>>

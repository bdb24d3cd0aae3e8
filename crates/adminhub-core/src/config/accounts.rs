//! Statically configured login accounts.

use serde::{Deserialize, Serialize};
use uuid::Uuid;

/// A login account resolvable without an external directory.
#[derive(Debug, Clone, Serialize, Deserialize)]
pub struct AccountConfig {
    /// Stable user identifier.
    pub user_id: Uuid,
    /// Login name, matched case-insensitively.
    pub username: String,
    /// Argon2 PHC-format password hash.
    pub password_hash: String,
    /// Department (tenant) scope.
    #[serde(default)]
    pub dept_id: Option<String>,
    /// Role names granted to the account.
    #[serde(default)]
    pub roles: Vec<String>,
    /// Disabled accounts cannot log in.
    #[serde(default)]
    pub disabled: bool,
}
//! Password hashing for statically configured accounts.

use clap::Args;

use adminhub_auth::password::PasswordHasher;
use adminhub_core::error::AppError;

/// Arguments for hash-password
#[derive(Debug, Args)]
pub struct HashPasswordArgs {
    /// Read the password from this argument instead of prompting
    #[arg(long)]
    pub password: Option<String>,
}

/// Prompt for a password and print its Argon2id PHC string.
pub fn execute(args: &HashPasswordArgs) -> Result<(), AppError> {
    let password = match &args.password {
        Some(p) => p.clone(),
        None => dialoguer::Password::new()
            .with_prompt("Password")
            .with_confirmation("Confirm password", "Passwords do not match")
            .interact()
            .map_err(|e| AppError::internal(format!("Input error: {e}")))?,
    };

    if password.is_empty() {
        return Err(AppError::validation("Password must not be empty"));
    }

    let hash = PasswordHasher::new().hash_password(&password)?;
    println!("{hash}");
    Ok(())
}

<<

§ EXERCISE PROMPT:
Would you retype the lines above from the one with "cannot log in." down to the one with "#[derive(Debug, Args)]", word for word, both ends included and no other lines?

§ REPLY TO THE EXERCISE:
    /// Disabled accounts cannot log in.
    #[serde(default)]
    pub disabled: bool,
}
//! Password hashing for statically configured accounts.

use clap::Args;

use adminhub_auth::password::PasswordHasher;
use adminhub_core::error::AppError;

/// Arguments for hash-password
#[derive(Debug, Args)]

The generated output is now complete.